As a widely cited paper states, “PGC-1 alpha is intimately involved in disorders such as obesity, diabetes, and cardiomyopathy. In particular, its regulatory function in lipid metabolism makes it an inviting target for pharmacological intervention in the treatment of obesity and Type 2 diabetes.”
Dietary interventions, like ketosis (arising from the restriction of carbohydrates for a period of time) and caloric restriction, have a positive effect on PGC-1α (Newman, 2014; Ramhotra 2010).
Antioxidants are a long running fad in the health and fitness community. While there are obvious benefits to taking in appropriate amounts of vitamin C and E (like warding off scurvy), there is very little evidence to suggest elevated antioxidant consumption is beneficial. As we’ve noted, PGC-1a directly addresses the problem by creating new mitochondria, which spreads the workload.

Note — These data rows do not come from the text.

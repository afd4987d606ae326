use axum::{Json, extract::State};
use chrono::{SecondsFormat, Utc};
use serde_json::json;
use tokio::time::{Duration, timeout};

use crate::SharedState;
use crate::error::ApiError;

const READINESS_TIMEOUT: Duration = Duration::from_secs(1);

pub async fn banner() -> &'static str {
    "Handyman matching API is running"
}

pub async fn healthz() -> Json<serde_json::Value> {
    Json(json!({
        "ok": true,
        "time": Utc::now().to_rfc3339_opts(SecondsFormat::Millis, true),
    }))
}

pub async fn livez() -> Json<serde_json::Value> {
    Json(json!({ "status": "ok" }))
}

/// Ready when not draining and the candidate source loads within the timeout.
pub async fn readyz(State(state): State<SharedState>) -> Result<Json<serde_json::Value>, ApiError> {
    if !state.readiness.load(std::sync::atomic::Ordering::SeqCst) {
        return Err(ApiError::ServiceUnavailable("shutting_down".into()));
    }

    let source = state.source.clone();
    let candidates = timeout(
        READINESS_TIMEOUT,
        tokio::task::spawn_blocking(move || source.load()),
    )
    .await
    .map_err(|_| ApiError::ServiceUnavailable("source_timeout".into()))?
    .map_err(|err| ApiError::Internal(err.to_string()))?
    .map_err(|err| ApiError::ServiceUnavailable(format!("source check failed: {err}")))?;

    Ok(Json(json!({
        "status": "ok",
        "source": state.source.name(),
        "candidates": candidates.len(),
        "application": env!("CARGO_PKG_NAME"),
    })))
}
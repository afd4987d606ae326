#[tokio::main]
async fn main() {
    if let Err(err) = hm_api::run().await {
        tracing::error!(error = %err, "hm-api failed");
        std::process::exit(1);
    }
}
//! Receiver: pulls datagrams off the UDP socket, classifies them, and feeds
//! data packets into the addressed sender's jitter buffer. A separate sweep
//! task prunes senders that have gone quiet.

use std::collections::HashMap;
use std::sync::atomic::{AtomicBool, Ordering};
use std::sync::Arc;
use std::time::Instant;

use opus::{Channels, Decoder as OpusDecoder};
use parking_lot::Mutex as PlMutex;
use tokio::net::UdpSocket;
use tracing::{debug, trace, warn};

use crate::config::{RECEIVER_TIMEOUT, RECV_POLL_TIMEOUT, SAMPLE_RATE, SWEEP_INTERVAL};
use crate::jitter::JitterBuffer;
use crate::stats::Stats;
use crate::wire::{classify, ClientId, Dropped};

/// Per-remote-sender decode state, created lazily on first packet.
pub struct SenderState {
    pub decoder: OpusDecoder,
    pub jitter_buffer: JitterBuffer,
    pub last_activity: Instant,
    pub plc_streak: u32,
}

impl SenderState {
    fn new() -> opus::Result<Self> {
        Ok(Self {
            decoder: OpusDecoder::new(SAMPLE_RATE, Channels::Mono)?,
            jitter_buffer: JitterBuffer::new(),
            last_activity: Instant::now(),
            plc_streak: 0,
        })
    }
}

pub type SenderMap = Arc<PlMutex<HashMap<ClientId, SenderState>>>;

/// Receives datagrams until `is_running` is cleared. Uses a short recv
/// timeout purely so the loop can observe the shutdown flag promptly; a
/// real timeout elapsing is not an error.
pub async fn run(
    socket: Arc<UdpSocket>,
    local_id: ClientId,
    senders: SenderMap,
    stats: Arc<Stats>,
    is_running: Arc<AtomicBool>,
) {
    let mut buf = [0u8; crate::config::MAX_OPUS_PACKET + 64];
    while is_running.load(Ordering::Relaxed) {
        let recv = tokio::time::timeout(RECV_POLL_TIMEOUT, socket.recv(&mut buf)).await;
        let n = match recv {
            Ok(Ok(n)) => n,
            Ok(Err(e)) => {
                warn!("receive error: {e}");
                continue;
            }
            Err(_) => continue,
        };

        match classify(&buf[..n], local_id) {
            Ok(inbound) => {
                let now = Instant::now();
                let mut map = senders.lock();
                let state = match map.entry(inbound.sender) {
                    std::collections::hash_map::Entry::Occupied(e) => e.into_mut(),
                    std::collections::hash_map::Entry::Vacant(e) => match SenderState::new() {
                        Ok(s) => e.insert(s),
                        Err(err) => {
                            warn!("failed to create decoder for new sender: {err}");
                            continue;
                        }
                    },
                };
                state.last_activity = now;
                let was_duplicate = state.jitter_buffer.put(inbound.seq, inbound.opus, now);
                if was_duplicate {
                    stats.record_duplicate();
                }
            }
            Err(Dropped::TooShort) => trace!("dropped too-short datagram ({n} bytes)"),
            Err(Dropped::SelfEcho) => trace!("dropped self-echoed datagram"),
        }
    }
    debug!("receiver task exiting");
}

/// Periodically removes senders that haven't sent anything in
/// `RECEIVER_TIMEOUT`.
pub async fn run_sweep(senders: SenderMap, is_running: Arc<AtomicBool>) {
    let mut ticker = tokio::time::interval(SWEEP_INTERVAL);
    while is_running.load(Ordering::Relaxed) {
        ticker.tick().await;
        if !is_running.load(Ordering::Relaxed) {
            break;
        }
        let now = Instant::now();
        let mut map = senders.lock();
        map.retain(|id, state| {
            let keep = now.duration_since(state.last_activity) < RECEIVER_TIMEOUT;
            if !keep {
                debug!("pruning inactive sender {id}");
            }
            keep
        });
    }
    debug!("sweep task exiting");
}

#[cfg(test)]
mod tests {
    use super::*;
    use std::net::SocketAddr;
    use std::time::Duration;

    #[tokio::test]
    async fn receiver_buffers_data_packets_by_sender() {
        let local: SocketAddr = "127.0.0.1:0".parse().unwrap();
        let sock = Arc::new(UdpSocket::bind(local).await.unwrap());
        let peer = UdpSocket::bind(local).await.unwrap();
        peer.connect(sock.local_addr().unwrap()).await.unwrap();

        let my_id = ClientId::from_bytes([1u8; 16]);
        let other_id = ClientId::from_bytes([2u8; 16]);
        let senders: SenderMap = Arc::new(PlMutex::new(HashMap::new()));
        let stats = Arc::new(Stats::new());
        let running = Arc::new(AtomicBool::new(true));

        let running_clone = running.clone();
        let senders_clone = senders.clone();
        let sock_clone = sock.clone();
        let handle = tokio::spawn(async move {
            run(sock_clone, my_id, senders_clone, stats, running_clone).await
        });

        let packet = crate::wire::OutboundPacket {
            client_id: other_id,
            seq: 1,
            opus: bytes::Bytes::from_static(&[0xf8, 0xff, 0xfe]),
        };
        peer.send(&packet.encode()).await.unwrap();

        tokio::time::sleep(Duration::from_millis(100)).await;
        {
            let map = senders.lock();
            assert!(map.contains_key(&other_id));
            assert_eq!(map.get(&other_id).unwrap().jitter_buffer.len(), 1);
        }

        running.store(false, Ordering::Relaxed);
        let _ = tokio::time::timeout(Duration::from_secs(1), handle).await;
    }

    #[tokio::test]
    async fn sweep_prunes_inactive_senders_immediately_when_timeout_is_zero() {
        let senders: SenderMap = Arc::new(PlMutex::new(HashMap::new()));
        let id = ClientId::from_bytes([3u8; 16]);
        senders.lock().insert(
            id,
            SenderState {
                decoder: OpusDecoder::new(SAMPLE_RATE, Channels::Mono).unwrap(),
                jitter_buffer: JitterBuffer::new(),
                last_activity: Instant::now() - Duration::from_secs(3600),
                plc_streak: 0,
            },
        );
        let now = Instant::now();
        let mut map = senders.lock();
        map.retain(|_, state| now.duration_since(state.last_activity) < RECEIVER_TIMEOUT);
        assert!(map.is_empty());
    }
}
//! Counters for duplicate packets, missed/skipped packets, PLC-concealed
//! frames, and queue drops. Plain atomics, cheap to update from hot paths
//! and read-only from outside the owning session.

use std::sync::atomic::{AtomicU64, Ordering};

#[derive(Debug, Default)]
pub struct Stats {
    pub duplicate_count: AtomicU64,
    pub missed_count: AtomicU64,
    pub plc_count: AtomicU64,
    pub queue_drop_count: AtomicU64,
}

impl Stats {
    pub fn new() -> Self {
        Self::default()
    }

    pub fn record_duplicate(&self) {
        self.duplicate_count.fetch_add(1, Ordering::Relaxed);
    }

    pub fn record_missed(&self) {
        self.missed_count.fetch_add(1, Ordering::Relaxed);
    }

    pub fn record_plc(&self) {
        self.plc_count.fetch_add(1, Ordering::Relaxed);
    }

    pub fn record_queue_drop(&self) {
        self.queue_drop_count.fetch_add(1, Ordering::Relaxed);
    }

    pub fn snapshot(&self) -> StatsSnapshot {
        StatsSnapshot {
            duplicate_count: self.duplicate_count.load(Ordering::Relaxed),
            missed_count: self.missed_count.load(Ordering::Relaxed),
            plc_count: self.plc_count.load(Ordering::Relaxed),
            queue_drop_count: self.queue_drop_count.load(Ordering::Relaxed),
        }
    }
}

#[derive(Debug, Clone, Copy, PartialEq, Eq, Default)]
pub struct StatsSnapshot {
    pub duplicate_count: u64,
    pub missed_count: u64,
    pub plc_count: u64,
    pub queue_drop_count: u64,
}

Nrf2 regulates antioxidant proteins produced in response to injury and inflammation. It is gaining interest as a potential therapeutic target for Parkinson’s (Buler, 2011). PXR is known as the “master” xenobiotic receptor. This means that foreign substances, like pharmaceuticals and toxins, are sensed by PXR before proteins are made to metabolize them. The proper expression of both of these genes is modulated in part by PGC-1α (Buler, 2011).
The amino acid carnitine is a popular supplement because it accelerates the metabolism of fatty acids, which has potential benefits to weight loss and to cognitive health (Song, 2010). PGC-1α fosters the production of carnitine in the body.

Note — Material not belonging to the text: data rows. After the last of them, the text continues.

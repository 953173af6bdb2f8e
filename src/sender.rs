//! Sender: drains the outbound packet queue onto the UDP socket, and keeps
//! a separate keep-alive ticking so the reflector's NAT mapping (and our
//! entry in its peer table) doesn't expire during silence.

use std::sync::atomic::{AtomicBool, Ordering};
use std::sync::Arc;

use async_channel::Receiver as QueueReceiver;
use tokio::net::UdpSocket;
use tracing::{debug, warn};

use crate::config::{KEEP_ALIVE_INTERVAL, RECV_POLL_TIMEOUT};
use crate::wire::{OutboundPacket, KEEP_ALIVE_BYTE};

/// Pulls encoded packets off `queue` and writes them to `socket` until
/// `is_running` is cleared and the queue drains. Blocks on `queue.recv()`
/// with a short timeout, mirroring the receiver's socket-read timeout, so
/// shutdown is never held up by a recv that never resolves.
pub async fn run(
    socket: Arc<UdpSocket>,
    queue: QueueReceiver<OutboundPacket>,
    is_running: Arc<AtomicBool>,
) {
    while is_running.load(Ordering::Relaxed) {
        match tokio::time::timeout(RECV_POLL_TIMEOUT, queue.recv()).await {
            Ok(Ok(packet)) => {
                let bytes = packet.encode();
                if let Err(e) = socket.send(&bytes).await {
                    warn!("failed to send data packet: {e}");
                }
            }
            Ok(Err(_)) => break,
            Err(_) => continue,
        }
    }
    debug!("sender task exiting");
}

/// Emits a 1-byte keep-alive on a fixed cadence while the session is up.
pub async fn run_keep_alive(socket: Arc<UdpSocket>, is_running: Arc<AtomicBool>) {
    let mut ticker = tokio::time::interval(KEEP_ALIVE_INTERVAL);
    while is_running.load(Ordering::Relaxed) {
        ticker.tick().await;
        if !is_running.load(Ordering::Relaxed) {
            break;
        }
        if let Err(e) = socket.send(&[KEEP_ALIVE_BYTE]).await {
            warn!("failed to send keep-alive: {e}");
        }
    }
    debug!("keep-alive task exiting");
}

#[cfg(test)]
mod tests {
    use super::*;
    use std::net::SocketAddr;

    #[tokio::test]
    async fn sender_forwards_queued_packets_to_socket() {
        let local: SocketAddr = "127.0.0.1:0".parse().unwrap();
        let sock = Arc::new(UdpSocket::bind(local).await.unwrap());
        let peer = Arc::new(UdpSocket::bind(local).await.unwrap());
        sock.connect(peer.local_addr().unwrap()).await.unwrap();

        let (tx, rx) = async_channel::unbounded();
        let running = Arc::new(AtomicBool::new(true));

        let id = crate::wire::ClientId::from_bytes([1u8; 16]);
        tx.send(crate::wire::OutboundPacket {
            client_id: id,
            seq: 1,
            opus: bytes::Bytes::from_static(b"abc"),
        })
        .await
        .unwrap();

        let running_clone = running.clone();
        let handle = tokio::spawn(async move { run(sock, rx, running_clone).await });

        let mut buf = [0u8; 64];
        let (len, _) = tokio::time::timeout(std::time::Duration::from_secs(1), peer.recv_from(&mut buf))
            .await
            .expect("should receive forwarded packet")
            .unwrap();
        assert_eq!(len, 16 + 4 + 3);

        running.store(false, Ordering::Relaxed);
        tx.close();
        let _ = handle.await;
    }
}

Levels of PGC-1α, like telomere length and Klotho production, decline with age. While healthy living and (maybe) some supplements can help, genetic factors, and above all, the inexorability of the aging process, make it unavoidable that they will eventually dwindle. Gene therapy, once again, is a long term solution.
For these reasons and more PGC-1α gene therapy is being investigated by Integrated Health Systems as a way to reap these benefits continuously and make up for the slack, unimpeded by lifestyle change or, more importantly, the aging process.

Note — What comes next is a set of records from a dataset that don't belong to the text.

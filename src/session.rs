//! Session: owns every piece of per-connection state and the worker
//! lifecycle. `connect` brings capture, sender, receiver, sweep and the
//! playout clock up together; `disconnect` tears them down in bounded time.

use std::collections::HashMap;
use std::net::SocketAddr;
use std::sync::atomic::{AtomicBool, AtomicU32, Ordering};
use std::sync::Arc;

use cpal::traits::StreamTrait;
use parking_lot::Mutex as PlMutex;
use tokio::net::UdpSocket;
use tokio::task::JoinHandle;
use tracing::{info, warn};
use uuid::Uuid;

use crate::config::{SEND_QUEUE_CAPACITY, WORKER_JOIN_TIMEOUT};
use crate::error::{Result, SessionError};
use crate::receiver::SenderMap;
use crate::stats::{Stats, StatsSnapshot};
use crate::wire::{registration_packet, ClientId};
use crate::{capture, mixer, receiver, sender};

/// Narrow observer interface so a UI or test harness can watch session
/// lifecycle events without the session depending on any particular UI
/// toolkit.
pub trait StatusSink: Send + Sync {
    fn on_status(&self, message: &str) {
        let _ = message;
    }
    fn on_connection_state(&self, connected: bool) {
        let _ = connected;
    }
    fn on_transmission_state(&self, transmitting: bool) {
        let _ = transmitting;
    }
}

/// A `StatusSink` that only writes to the tracing log, used when the
/// caller doesn't need lifecycle callbacks.
pub struct LoggingSink;

impl StatusSink for LoggingSink {
    fn on_status(&self, message: &str) {
        info!("{message}");
    }
    fn on_connection_state(&self, connected: bool) {
        info!("connection state: {}", if connected { "up" } else { "down" });
    }
    fn on_transmission_state(&self, transmitting: bool) {
        info!("transmission: {}", if transmitting { "on" } else { "off" });
    }
}

struct Workers {
    capture_stream: cpal::Stream,
    output_stream: cpal::Stream,
    playout_thread: std::thread::JoinHandle<()>,
    sender_task: JoinHandle<()>,
    keep_alive_task: JoinHandle<()>,
    receiver_task: JoinHandle<()>,
    sweep_task: JoinHandle<()>,
}

pub struct Session {
    client_id: ClientId,
    is_running: Arc<AtomicBool>,
    is_transmitting: Arc<AtomicBool>,
    tx_seq: Arc<AtomicU32>,
    senders: SenderMap,
    stats: Arc<Stats>,
    sink: Arc<dyn StatusSink>,
    workers: PlMutex<Option<Workers>>,
}

impl Session {
    pub fn new(sink: Arc<dyn StatusSink>) -> Self {
        Self {
            client_id: Uuid::new_v4(),
            is_running: Arc::new(AtomicBool::new(false)),
            is_transmitting: Arc::new(AtomicBool::new(false)),
            tx_seq: Arc::new(AtomicU32::new(0)),
            senders: Arc::new(PlMutex::new(HashMap::new())),
            stats: Arc::new(Stats::new()),
            sink,
            workers: PlMutex::new(None),
        }
    }

    pub fn client_id(&self) -> ClientId {
        self.client_id
    }

    pub fn stats(&self) -> StatsSnapshot {
        self.stats.snapshot()
    }

    pub fn is_connected(&self) -> bool {
        self.is_running.load(Ordering::Relaxed)
    }

    /// Brings the session up: binds a socket, registers with the
    /// reflector, starts every worker, and opens the audio streams.
    pub async fn connect(&self, server: &str, local_port: u16, transmit_on_start: bool) -> Result<()> {
        if self.is_running.load(Ordering::Relaxed) {
            return Err(SessionError::AlreadyConnected);
        }

        let server_addr: SocketAddr = tokio::net::lookup_host(server)
            .await
            .map_err(|_| SessionError::AddressResolution(server.to_string()))?
            .next()
            .ok_or_else(|| SessionError::AddressResolution(server.to_string()))?;

        let bind_addr: SocketAddr = format!("0.0.0.0:{local_port}").parse().expect("valid socket addr");
        let socket = UdpSocket::bind(bind_addr).await.map_err(SessionError::SocketBind)?;
        socket.connect(server_addr).await.map_err(SessionError::SocketBind)?;
        let socket = Arc::new(socket);

        let reg = registration_packet(self.client_id);
        socket.send(&reg).await.map_err(SessionError::Registration)?;
        self.sink.on_status(&format!("registered with {server_addr} as {}", self.client_id));

        self.is_running.store(true, Ordering::Relaxed);
        self.is_transmitting.store(transmit_on_start, Ordering::Relaxed);

        let (queue_tx, queue_rx) = async_channel::bounded(SEND_QUEUE_CAPACITY);

        let host = capture::default_host();
        let (in_device, in_config, in_format) = capture::input_device_and_config(&host)?;
        let (out_device, out_config, out_format) = mixer::output_device_and_config(&host)?;

        let encoder = Arc::new(PlMutex::new(capture::new_encoder()?));

        let capture_stream = capture::build_input_stream(
            &in_device,
            &in_config,
            in_format,
            self.client_id,
            encoder,
            self.tx_seq.clone(),
            self.is_transmitting.clone(),
            queue_tx,
            self.stats.clone(),
        )?;
        capture_stream.play().map_err(SessionError::PlayStream)?;

        let (producer, consumer) = mixer::build_output_ring();
        let output_stream = mixer::build_output_stream(&out_device, &out_config, out_format, consumer)?;
        output_stream.play().map_err(SessionError::PlayStream)?;

        let senders = self.senders.clone();
        let stats = self.stats.clone();
        let is_running = self.is_running.clone();
        let playout_thread = std::thread::spawn(move || {
            mixer::run_playout_clock(senders, stats, producer, is_running);
        });

        let sender_task = tokio::spawn(sender::run(socket.clone(), queue_rx, self.is_running.clone()));
        let keep_alive_task = tokio::spawn(sender::run_keep_alive(socket.clone(), self.is_running.clone()));
        let receiver_task = tokio::spawn(receiver::run(
            socket.clone(),
            self.client_id,
            self.senders.clone(),
            self.stats.clone(),
            self.is_running.clone(),
        ));
        let sweep_task = tokio::spawn(receiver::run_sweep(self.senders.clone(), self.is_running.clone()));

        *self.workers.lock() = Some(Workers {
            capture_stream,
            output_stream,
            playout_thread,
            sender_task,
            keep_alive_task,
            receiver_task,
            sweep_task,
        });

        self.sink.on_connection_state(true);
        Ok(())
    }

    /// Tears everything down. Idempotent: calling it on an already
    /// disconnected session is a no-op.
    pub async fn disconnect(&self) {
        if !self.is_running.swap(false, Ordering::Relaxed) {
            return;
        }

        let workers = self.workers.lock().take();
        if let Some(w) = workers {
            w.capture_stream.pause().ok();
            w.output_stream.pause().ok();

            for (name, handle) in [
                ("sender", w.sender_task),
                ("keep_alive", w.keep_alive_task),
                ("receiver", w.receiver_task),
                ("sweep", w.sweep_task),
            ] {
                if tokio::time::timeout(WORKER_JOIN_TIMEOUT, handle).await.is_err() {
                    warn!("{name} task did not finish within the join timeout");
                }
            }
            if w.playout_thread.join().is_err() {
                warn!("playout clock thread panicked");
            }
        }

        self.senders.lock().clear();
        self.sink.on_connection_state(false);
    }

    /// Flips the microphone gate. Non-blocking: the capture callback reads
    /// this flag on every frame rather than being reconfigured.
    pub fn set_transmitting(&self, transmitting: bool) {
        self.is_transmitting.store(transmitting, Ordering::Relaxed);
        self.sink.on_transmission_state(transmitting);
    }

    pub fn is_transmitting(&self) -> bool {
        self.is_transmitting.load(Ordering::Relaxed)
    }
}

Buler, Marcin, et al. "Energy sensing factors PGC-1α and SIRT1 modulate PXR expression and function." Biochemical pharmacology 82.12 (2011): 2008-2015.
Newman, John C., and Eric Verdin. "Ketone bodies as signaling metabolites." Trends in Endocrinology & Metabolism 25.1 (2014): 42-52.
Kang, Chounghun, and Li Li Ji. "Role of PGC-1α signaling in skeletal muscle health and disease." Annals of the New York Academy of Sciences 1271.1 (2012): 110.
Lira, Vitor A., et al. "PGC-1α regulation by exercise training and its influences on muscle function and insulin sensitivity." American Journal of Physiology-Endocrinology and Metabolism 299.2 (2010): E145-E161.
Pilegaard H, Saltin B, Neufer PD (February 2003). "Exercise induces transient transcriptional activation of the PGC-1alpha gene in human skeletal muscle". J. Physiol. 546 (Pt 3): 851–8. doi:10.1113/jphysiol.2002.034850. PMC 2342594. PMID 12563009.
Ranhotra, Harmit S. "Long-term caloric restriction up-regulates PPAR gamma co-activator 1 alpha (PGC-1a) expression in mice." Indian journal of biochemistry & biophysics 47 (2010): 272-277.
Song, Shulan, et al. "Peroxisome proliferator activated receptor α (PPARα) and PPAR gamma coactivator (PGC-1α) induce carnitine palmitoyltransferase IA (CPT-1A) via independent gene elements." Molecular and cellular endocrinology 325.1-2 (2010): 54-63.